Some people insist it was just a stupid joke. Others believe he was being deliberately inflammatory and offensive.
Whatever your opinion, it once again raises the tangled question of whether to allow total free speech, however outrageous and vicious, or whether to restrain people with a battery of legislation.
The UK has a mass of laws forbidding discrimination and hate-crimes, and promoting equal treatment for all citizens. But it's often asked firstly if such draconian laws are necessary and secondly if they actually work.
There seem to be remarkably few court cases relating to any of the equality laws, even though scandalous examples of homophobia, misogyny, racism and workplace favouritism and bullying go on day after day.

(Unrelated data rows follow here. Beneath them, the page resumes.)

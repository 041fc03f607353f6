use crate::services::error::EngineError;
use axum::{
    Json,
    http::StatusCode,
    response::{IntoResponse, Response},
};
use serde_json::json;
use std::fmt;
use tracing::error;

/// A lightweight wrapper for general errors that keeps the message local.
#[derive(Debug)]
pub struct AppError {
    pub status: StatusCode,
    pub message: String,
}

impl AppError {
    /// Create a new AppError with a specific status and message.
    pub fn new(status: StatusCode, msg: impl Into<String>) -> Self {
        Self {
            status,
            message: msg.into(),
        }
    }

    /// Shortcut for a 500 Internal Server Error
    pub fn internal(msg: impl Into<String>) -> Self {
        Self::new(StatusCode::INTERNAL_SERVER_ERROR, msg)
    }

    pub fn bad_request(msg: impl Into<String>) -> Self {
        Self::new(StatusCode::BAD_REQUEST, msg)
    }

    pub fn unauthorized(msg: impl Into<String>) -> Self {
        Self::new(StatusCode::UNAUTHORIZED, msg)
    }
}

impl fmt::Display for AppError {
    fn fmt(&self, f: &mut fmt::Formatter<'_>) -> fmt::Result {
        write!(f, "{}", self.message)
    }
}

impl std::error::Error for AppError {}

impl IntoResponse for AppError {
    fn into_response(self) -> Response {
        let body = Json(json!({
            "error": self.message,
            "status": self.status.as_u16()
        }));

        let mut response = (self.status, body).into_response();
        if self.status == StatusCode::UNAUTHORIZED {
            response.headers_mut().insert(
                axum::http::header::WWW_AUTHENTICATE,
                axum::http::HeaderValue::from_static("Basic realm=\"spacefs\""),
            );
        }
        response
    }
}

impl From<EngineError> for AppError {
    fn from(err: EngineError) -> Self {
        let status = match &err {
            EngineError::AccessDenied(_) => StatusCode::FORBIDDEN,
            EngineError::NotFound(_) => StatusCode::NOT_FOUND,
            EngineError::Conflict { .. } => StatusCode::CONFLICT,
            EngineError::QuotaExceeded { .. } => StatusCode::INSUFFICIENT_STORAGE,
            EngineError::InvalidInput(_) => StatusCode::BAD_REQUEST,
            EngineError::Cancelled => StatusCode::SERVICE_UNAVAILABLE,
            EngineError::Sqlx(_) | EngineError::Io(_) | EngineError::Join(_) | EngineError::Zip(_) => {
                error!("internal error: {}", err);
                return AppError::internal("internal server error");
            }
        };
        AppError::new(status, err.to_string())
    }
}

impl From<anyhow::Error> for AppError {
    fn from(err: anyhow::Error) -> Self {
        AppError::internal(err.to_string())
    }
}
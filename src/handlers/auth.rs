//! HTTP Basic authentication shared by the JSON API and the WebDAV mount.

use crate::{errors::AppError, models::permission::Identity, services::engine::SpaceEngine};
use axum::{
    extract::FromRequestParts,
    http::{HeaderMap, header, request::Parts},
};
use base64::{Engine as _, engine::general_purpose};
use tracing::warn;

/// The authenticated caller of a request.
#[derive(Debug, Clone)]
pub struct AuthUser(pub Identity);

impl FromRequestParts<SpaceEngine> for AuthUser {
    type Rejection = AppError;

    async fn from_request_parts(parts: &mut Parts, engine: &SpaceEngine) -> Result<Self, Self::Rejection> {
        authenticate(&parts.headers, engine).await.map(AuthUser)
    }
}

/// Resolve the `Authorization: Basic` header of a request to an identity.
pub async fn authenticate(headers: &HeaderMap, engine: &SpaceEngine) -> Result<Identity, AppError> {
    let (username, password) = headers
        .get(header::AUTHORIZATION)
        .and_then(|v| v.to_str().ok())
        .and_then(parse_basic)
        .ok_or_else(|| AppError::unauthorized("authentication required"))?;

    match engine.accounts().authenticate(&username, &password).await? {
        Some(identity) => Ok(identity),
        None => {
            warn!(user = %username, "http authentication failed");
            Err(AppError::unauthorized("invalid credentials"))
        }
    }
}

/// Decode `Basic base64(user:password)`.
pub fn parse_basic(value: &str) -> Option<(String, String)> {
    let (scheme, encoded) = value.trim().split_once(' ')?;
    if !scheme.eq_ignore_ascii_case("basic") {
        return None;
    }
    let decoded = general_purpose::STANDARD.decode(encoded.trim()).ok()?;
    let decoded = String::from_utf8(decoded).ok()?;
    let (user, password) = decoded.split_once(':')?;
    Some((user.to_string(), password.to_string()))
}

#[cfg(test)]
mod tests {
    use super::*;

    #[test]
    fn parses_basic_credentials() {
        let header = format!("Basic {}", general_purpose::STANDARD.encode("alice:pa:ss"));
        assert_eq!(
            parse_basic(&header),
            Some(("alice".to_string(), "pa:ss".to_string()))
        );
        assert_eq!(parse_basic("Bearer abc"), None);
        assert_eq!(parse_basic("Basic !!!"), None);
    }
}
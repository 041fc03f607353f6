pub mod auth;
pub mod file_handlers;
pub mod health_handlers;
pub mod space_handlers;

The legal constraints may act as a deterrent in more formal and public settings where prejudice will be immediately visible and acted on, but in more private situations many people are still happy to mouth off and ostracise as freely as they like.
Okay, so laws will always be flouted if people can get away with it. They may be only a limited restraint on inflammatory behaviour. But without them all hell would break loose and we'd see the sort of mass-hatred that in other countries leads to routine beatings, lynchings and executions.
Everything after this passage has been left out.